一部ではこれを、可能性は低いが起きれば大きな影響を持つ「テールリスク」と捉えています。

彼のスローガン「米国第一」をとらえ、米国経済にはプラスと期待する向きもあるようですが、裏を返せば、米国が孤立主義に出ることで、お隣のメキシコとのヒト・モノ・カネの流れが停滞するだけでなく、中国などアジアとも中東とも経済の壁が厚くなり、世界貿易が滞ります。

これはカネの流れも悪くし、経常赤字を抱える米国や資源型債務国に負担となります。

決して低くない「トランプリスク」が無視されている

この「トランプリスク」は想像を絶するものとなりかねないのですが、市場はこれをほとんど織り込んでいません。

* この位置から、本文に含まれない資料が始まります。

//! # vivagrade
//!
//! A grading engine that converts raw interview-session telemetry (elapsed
//! time, transcript size, candidate turn count, and an optional externally
//! computed quality score) into a final graded outcome: a 0–100 score, an
//! outcome classification, human-readable feedback, and a hiring-style
//! recommendation.
//!
//! The engine is a pure, synchronous computation with no I/O and no shared
//! state; it is safe to call concurrently from any number of callers.

#![warn(missing_docs)]
#![warn(clippy::missing_docs_in_private_items)]

/// A module defining the tunable thresholds and weights used throughout
pub mod constants;
/// For the error taxonomy of the engine
pub mod error;
/// For all things related to grading a session
pub mod grade;
/// For the session telemetry consumed by the engine
pub mod metrics;

pub use error::GradingError;
pub use grade::{
    classify::ReasonTag,
    grade,
    results::{GradingResult, Recommendation, SessionStatus},
    score::ScoreBreakdown,
};
pub use metrics::{InterviewMetrics, SessionCategory};
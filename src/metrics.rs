#![warn(missing_docs)]
#![warn(clippy::missing_docs_in_private_items)]

//! Session telemetry consumed by the grading engine.

use std::fmt::Display;

use serde::{Deserialize, Serialize};
use typed_builder::TypedBuilder;

use crate::{constants, error::GradingError};

/// The domain of an interview session.
///
/// Used only to look up the expected speaking pace; an unrecognized category
/// is represented by the explicit [`SessionCategory::General`] fallback
/// rather than a silent default.
#[derive(Debug, Clone, Copy, PartialEq, Eq, Hash, Default, Serialize, Deserialize)]
#[serde(rename_all = "snake_case")]
pub enum SessionCategory {
    /// Coding and technology-focused sessions.
    Technical,
    /// Communication and collaboration-focused sessions.
    SoftSkills,
    /// Past-experience and situational sessions.
    Behavioral,
    /// Architecture and whiteboard-design sessions.
    SystemDesign,
    /// Any session that fits none of the above.
    #[default]
    General,
}

impl SessionCategory {
    /// Returns the number of words per minute a fully engaged candidate is
    /// expected to produce in this kind of session.
    pub fn words_per_minute(self) -> f64 {
        match self {
            SessionCategory::Technical => constants::WPM_TECHNICAL,
            SessionCategory::SoftSkills => constants::WPM_SOFT_SKILLS,
            SessionCategory::Behavioral => constants::WPM_BEHAVIORAL,
            SessionCategory::SystemDesign => constants::WPM_SYSTEM_DESIGN,
            SessionCategory::General => constants::WPM_DEFAULT,
        }
    }
}

impl Display for SessionCategory {
    fn fmt(&self, f: &mut std::fmt::Formatter<'_>) -> std::fmt::Result {
        let name = match self {
            SessionCategory::Technical => "technical",
            SessionCategory::SoftSkills => "soft skills",
            SessionCategory::Behavioral => "behavioral",
            SessionCategory::SystemDesign => "system design",
            SessionCategory::General => "general",
        };
        write!(f, "{name}")
    }
}

/// Telemetry of one graded interview session, assembled by the caller.
///
/// Immutable once constructed; the engine never mutates it and reads
/// `expected_seconds` only as a denominator.
#[derive(Debug, Clone, PartialEq, Serialize, Deserialize, TypedBuilder)]
#[builder(field_defaults(setter(into)))]
#[builder(doc)]
#[serde(rename_all = "camelCase")]
pub struct InterviewMetrics {
    /// * `elapsed_seconds`: wall-clock duration of the session
    pub elapsed_seconds:       f64,
    /// * `expected_seconds`: the duration the session was configured for
    pub expected_seconds:      f64,
    /// * `transcript_text`: full session transcript; may be empty
    #[builder(default)]
    pub transcript_text:       String,
    /// * `transcript_char_count`: non-whitespace characters in the transcript
    pub transcript_char_count: usize,
    /// * `transcript_word_count`: whitespace-separated words in the
    ///   transcript
    pub transcript_word_count: usize,
    /// * `candidate_turn_count`: distinct utterances attributed to the
    ///   candidate
    pub candidate_turn_count:  usize,
    /// * `session_category`: domain of the session, for the expected
    ///   speaking-pace lookup
    #[builder(default)]
    pub session_category:      SessionCategory,
    /// * `skill_level`: candidate skill level; carried through but not used
    ///   in scoring math
    #[builder(default)]
    pub skill_level:           String,
}

impl InterviewMetrics {
    /// Builds metrics from a raw transcript, deriving the word and character
    /// counts so that all callers agree on their definition: words are
    /// whitespace-separated tokens, characters exclude whitespace.
    pub fn from_transcript(
        elapsed_seconds: f64,
        expected_seconds: f64,
        transcript_text: impl Into<String>,
        candidate_turn_count: usize,
        session_category: SessionCategory,
    ) -> Self {
        let transcript_text = transcript_text.into();
        let transcript_word_count = transcript_text.split_whitespace().count();
        let transcript_char_count = transcript_text.chars().filter(|c| !c.is_whitespace()).count();

        Self {
            elapsed_seconds,
            expected_seconds,
            transcript_text,
            transcript_char_count,
            transcript_word_count,
            candidate_turn_count,
            session_category,
            skill_level: String::new(),
        }
    }

    /// Checks the caller contract on the numeric fields, failing fast on a
    /// bad denominator or a nonsensical elapsed duration.
    pub fn validate(&self) -> Result<(), GradingError> {
        if !self.expected_seconds.is_finite() || self.expected_seconds <= 0.0 {
            return Err(GradingError::ExpectedDurationNotPositive {
                expected_seconds: self.expected_seconds,
            });
        }
        if !self.elapsed_seconds.is_finite() || self.elapsed_seconds < 0.0 {
            return Err(GradingError::InvalidElapsed {
                elapsed_seconds: self.elapsed_seconds,
            });
        }
        Ok(())
    }
}
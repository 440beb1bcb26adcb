//! SQL-looking strings for logs and copy/paste into `psql`.
//!
//! These are never executed. Values are interpolated verbatim with no escaping, so
//! the output must not be fed to a database by anything in this crate.

use tracing::debug;

fn table_name(model: &str) -> String {
    model.replace('.', "_")
}

/// `gen_select("name", "stock.production.lot", "WHERE name='x'")` gives
/// `SELECT name FROM stock_production_lot WHERE name='x';`.
pub fn gen_select(fields: &str, model: &str, where_clause: &str) -> String {
    let query = format!("SELECT {fields} FROM {} {where_clause};", table_name(model));
    debug!(%query, "generated select");
    query
}

pub fn gen_update(field: &str, value: &str, model: &str, where_clause: &str) -> String {
    let query = format!(
        "UPDATE {} SET {field}='{value}' {where_clause};",
        table_name(model)
    );
    debug!(%query, "generated update");
    query
}

pub fn gen_delete(model: &str, where_clause: &str) -> String {
    let query = format!("DELETE FROM {} {where_clause};", table_name(model));
    debug!(%query, "generated delete");
    query
}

実際には、そんな恐ろしいものは見たくない、というのが本音かもしれませんが、それをいくつかの理由で正当化しています。そもそも、トランプ氏は全米の選挙ではヒラリー・クリントン氏に勝てない、と言い聞かせています。

第1に、トランプ候補は白人の中下層階級からは強い支持を得ているものの、有色人種や旧来の伝統的保守層の支持は得られない、というもの。第2に、米国で勢力を強めているネオコン勢はヒラリー・クリントン氏を支援しており、その意向はかなり強力だ、というものです。

ところが、前にもご紹介したように、ネオコン勢力はヒラリー・クリントン氏だけでなく、トランプ氏にも「相乗り」している感があります。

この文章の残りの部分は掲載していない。